In general, there were so many interesting representations about decent women that all the victims of Jack the Ripper, for example, were called prostitutes in the newspapers. Well, what, they were walking down the street late in the evening. However, a study of biographies showed that most of his victims … returned from the most ordinary, very far from prostitution work. After all, the working day was then irregular. And then on this false assumption from the newspapers from generation to generation, whole theories about the motives and psychological characteristics of the maniac were built.
There was another problem with public toilets. They were designed, of course, by men - after all, this is the middle of the nineteenth century - and they, with all their desire to please the ladies, had no idea what kind of operations she had to do in the toilet, and it was possible to take and ask someone in Victorian England was not presented. As a result, the establishments took little into account the size of the skirts, the way they were treated when visiting, the fact that a simpler social class lady had to carry various things herself, such as a bag and an umbrella, and put them on the floor or leave them far away from her. mirrors, she did not want her things at all. Frank complaints about all these inconveniences were also impossible.
Many opponents of women's toilets said bluntly that they give women too much freedom of movement, and who wants this for their wife? Where and why should she leave home further and for longer than her bladder can withstand? It is true, the possibilities of the bladder severely limited women, for the duration of the walks among the ladies there was a playful expression reflecting this factor, and if it was necessary to spend more than an hour outside the house (for example, go shopping or to the theater with everyone), the lady could not drink all day, just not to suffer afterwards. Dehydration was one of the many reasons Victorian ladies passed out so often.
It is not surprising that among the British ladies there were many who fully appreciated the innovation. At the same time, in the fifties, an English women's society was created, advocating "for sanitation", that is, for the availability of toilets. They published brochures, gave lectures, addressed the mayors, and from time to time they were heard. True, some of the demands of individual activists shocked the statesmen, because they, until the women's toilets were built, offered to allow ladies to visit the men's ones.

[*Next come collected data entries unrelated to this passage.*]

fn parse_license(value: &Value) -> Option<License> {
    trim_object(License {
        name: parse_text_string(value),
        kind: attr(value, "@type", parse_string),
        href: attr(value, "@href", parse_string),
    })
}

fn parse_sub_title(value: &Value) -> Option<SubTitle> {
    trim_object(SubTitle {
        kind: attr(value, "@type", parse_string),
        lang: attr(value, "@lang", parse_string),
        href: attr(value, "@href", parse_string),
    })
}

fn parse_peer_link(value: &Value) -> Option<PeerLink> {
    trim_object(PeerLink {
        kind: attr(value, "@type", parse_string),
        href: attr(value, "@href", parse_string),
    })
}

fn parse_location(value: &Value) -> Option<Location> {
    trim_object(Location {
        description: parse_text_string(value),
        start: attr(value, "@start", parse_string),
        end: attr(value, "@end", parse_string),
        lat: attr(value, "@lat", parse_number),
        lng: attr(value, "@lng", parse_number),
    })
}

fn parse_rights(value: &Value) -> Option<Rights> {
    trim_object(Rights {
        status: attr(value, "@status", parse_string),
    })
}

/// Scene children carry no prefix.
fn parse_scene(value: &Value) -> Option<Scene> {
    let node = value.as_node()?;
    let text = |key: &str| parse_singular_of(node.get(key), parse_text_string);
    trim_object(Scene {
        title: text("scenetitle"),
        description: text("scenedescription"),
        start_time: text("scenestarttime"),
        end_time: text("sceneendtime"),
    })
}

fn retrieve_common_elements(node: &Node) -> CommonElements {
    CommonElements {
        ratings: retrieve_ratings(node),
        title: parse_singular_of(node.get("media:title"), parse_title_or_description),
        description: parse_singular_of(node.get("media:description"), parse_title_or_description),
        keywords: parse_singular_of(node.get("media:keywords"), parse_keywords),
        thumbnails: parse_array_of(node.get("media:thumbnail"), parse_thumbnail),
        categories: parse_array_of(node.get("media:category"), parse_category),
        hashes: parse_array_of(node.get("media:hash"), parse_hash),
        player: parse_singular_of(node.get("media:player"), parse_player),
        credits: parse_array_of(node.get("media:credit"), parse_credit),
        copyright: parse_singular_of(node.get("media:copyright"), parse_copyright),
        texts: parse_array_of(node.get("media:text"), parse_text),
        restrictions: parse_array_of(node.get("media:restriction"), parse_restriction),
        community: parse_singular_of(node.get("media:community"), parse_community),
        comments: parse_singular_of(node.get("media:comments"), |value| {
            parse_text_list(value, "media:comment")
        }),
        embed: parse_singular_of(node.get("media:embed"), parse_embed),
        responses: parse_singular_of(node.get("media:responses"), |value| {
            parse_text_list(value, "media:response")
        }),
        back_links: parse_singular_of(node.get("media:backlinks"), |value| {
            parse_text_list(value, "media:backlink")
        }),
        status: parse_singular_of(node.get("media:status"), parse_status),
        prices: parse_array_of(node.get("media:price"), parse_price),
        licenses: parse_array_of(node.get("media:license"), parse_license),
        sub_titles: parse_array_of(node.get("media:subtitle"), parse_sub_title),
        peer_links: parse_array_of(node.get("media:peerlink"), parse_peer_link),
        locations: parse_array_of(node.get("media:location"), parse_location),
        rights: parse_singular_of(node.get("media:rights"), parse_rights),
        scenes: parse_singular_of(node.get("media:scenes"), |value| {
            parse_array_of(value.as_node()?.get("media:scene"), parse_scene)
        }),
    }
}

What a debauchery!
It did not even occur to statesmen that the English lady had nowhere to know that in men's public toilets, gentlemen, under the glances of other gentlemen, expose their shameful parts of their bodies to urinate - after all, there were no urinals in women's toilets and the shyness of the ladies was protected by almost the same booths, as in modern establishments.
The activities of women fighting for the availability of public toilets have met with mixed success. There is a known case when a model of a women's toilet was placed on one street in order to understand whether it was convenient to put it there, and the men began to deliberately bump into this model on carriages to make it clear how much it interfered.

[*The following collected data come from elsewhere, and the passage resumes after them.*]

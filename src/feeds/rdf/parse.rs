use super::{Feed, Image, Item, TextInput};
use crate::config::ParseOptions;
use crate::detect::detect_rdf_text;
use crate::error::{FeedError, Format};
use crate::namespaces::{atom, content, dc, slash, sy, NamespaceNormalizer, NamespaceTable};
use crate::tree::{read_tree_with, Node, Value};
use crate::util::{
    detect_namespaces, parse_array_of_limited, parse_singular_of, parse_text_string, trim_object,
};

const STOP_NODES: &[&str] = &[
    "rdf:rdf.channel.description",
    "rdf:rdf.item.description",
    "rdf:rdf.item.content:encoded",
    "rdf.channel.description",
    "rdf.item.description",
    "rdf.item.content:encoded",
];

/// Parses an RDF (RSS 1.0 / 0.90) document.
///
/// `image`, `textinput` and `item` are siblings of `channel` under the root;
/// items nested inside `channel` are accepted as a fallback.
///
/// # Errors
///
/// - [`FeedError::InvalidInput`] when the text is not recognized as RDF or
///   yields no fields at all
/// - [`FeedError::Xml`] / [`FeedError::MaxDepthExceeded`] from the tokenizer
pub fn parse(xml: &str, options: &ParseOptions) -> Result<Feed, FeedError> {
    if !detect_rdf_text(xml) {
        return Err(FeedError::InvalidInput(Format::Rdf));
    }

    let table = NamespaceTable::standard();
    let raw = read_tree_with(xml, STOP_NODES, |name, uri| table.canonical_name(name, uri))?;
    let document = NamespaceNormalizer::new(table).normalize(&raw);

    let root = document
        .get("rdf:rdf")
        .or_else(|| document.get("rdf"))
        .and_then(Value::first)
        .and_then(Value::as_node)
        .ok_or(FeedError::InvalidInput(Format::Rdf))?;

    parse_root(root, options.max_items).ok_or(FeedError::InvalidInput(Format::Rdf))
}

fn parse_root(root: &Node, max_items: Option<usize>) -> Option<Feed> {
    let channel = parse_singular_of(root.get("channel"), |value| value.as_node().cloned())
        .unwrap_or_default();
    let text = |key: &str| parse_singular_of(channel.get(key), parse_text_string);
    let namespaces = detect_namespaces(&channel);

    let items = root.get("item").or_else(|| channel.get("item"));
    let image = root.get("image").or_else(|| channel.get("image"));
    let text_input = root.get("textinput").or_else(|| channel.get("textinput"));

    trim_object(Feed {
        title: text("title"),
        link: text("link"),
        description: text("description"),
        image: parse_singular_of(image, parse_image),
        items: parse_array_of_limited(items, parse_item, max_items),
        text_input: parse_singular_of(text_input, parse_text_input),
        atom: namespaces
            .contains("atom")
            .then(|| atom::retrieve_feed(&channel))
            .flatten(),
        dc: namespaces
            .contains("dc")
            .then(|| dc::retrieve_item_or_feed(&channel))
            .flatten(),
        sy: namespaces
            .contains("sy")
            .then(|| sy::retrieve_feed(&channel))
            .flatten(),
    })
}

/// Images, text inputs and items missing their required fields are dropped.
fn parse_image(value: &Value) -> Option<Image> {
    let node = value.as_node()?;
    let text = |key: &str| parse_singular_of(node.get(key), parse_text_string);
    trim_object(Image {
        title: text("title"),
        link: text("link"),
        url: text("url"),
    })
    .filter(|image| image.title.is_some() && image.link.is_some())
}

fn parse_text_input(value: &Value) -> Option<TextInput> {
    let node = value.as_node()?;
    let text = |key: &str| parse_singular_of(node.get(key), parse_text_string);
    trim_object(TextInput {
        title: text("title"),
        description: text("description"),
        name: text("name"),
        link: text("link"),
    })
    .filter(|input| {
        input.title.is_some()
            && input.description.is_some()
            && input.name.is_some()
            && input.link.is_some()
    })
}

fn parse_item(value: &Value) -> Option<Item> {
    let item = value.as_node()?;
    let text = |key: &str| parse_singular_of(item.get(key), parse_text_string);
    let namespaces = detect_namespaces(item);

    trim_object(Item {
        title: text("title"),
        link: text("link"),
        description: text("description"),
        content: namespaces
            .contains("content")
            .then(|| content::retrieve_item(item))
            .flatten(),
        atom: namespaces
            .contains("atom")
            .then(|| atom::retrieve_entry(item))
            .flatten(),
        dc: namespaces
            .contains("dc")
            .then(|| dc::retrieve_item_or_feed(item))
            .flatten(),
        slash: namespaces
            .contains("slash")
            .then(|| slash::retrieve_item(item))
            .flatten(),
    })
    .filter(|item| item.title.is_some() && item.link.is_some())
}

Ultimately, the situation was reversed by two forces: suffragettes and business. The first ones in several decades managed to significantly influence public opinion, eventually finding as many supporters of their sensible ideas as opponents. In the second case, at the end of the nineteenth - the beginning of the twentieth centuries, the development of giant department stores, in which literally everything was arranged so that the lady who came would linger longer - and in the end, with a high probability, would buy more.
Naturally, the owners of department stores could not allow the lady to run away only because of an overflowing bladder. It was the same with cafes, which began to expand their audience at the expense of companies of decent women. It became much easier for the ladies to move around the city. Until now, in some Russian cities, just like more than a hundred years ago, the main public toilet in the city is the one located in the shopping center.
How the nineteenth century was unkind to a woman can be understood by learning what professions did women "choose" about 150 years ago, and what were they most often sick with? because of their work.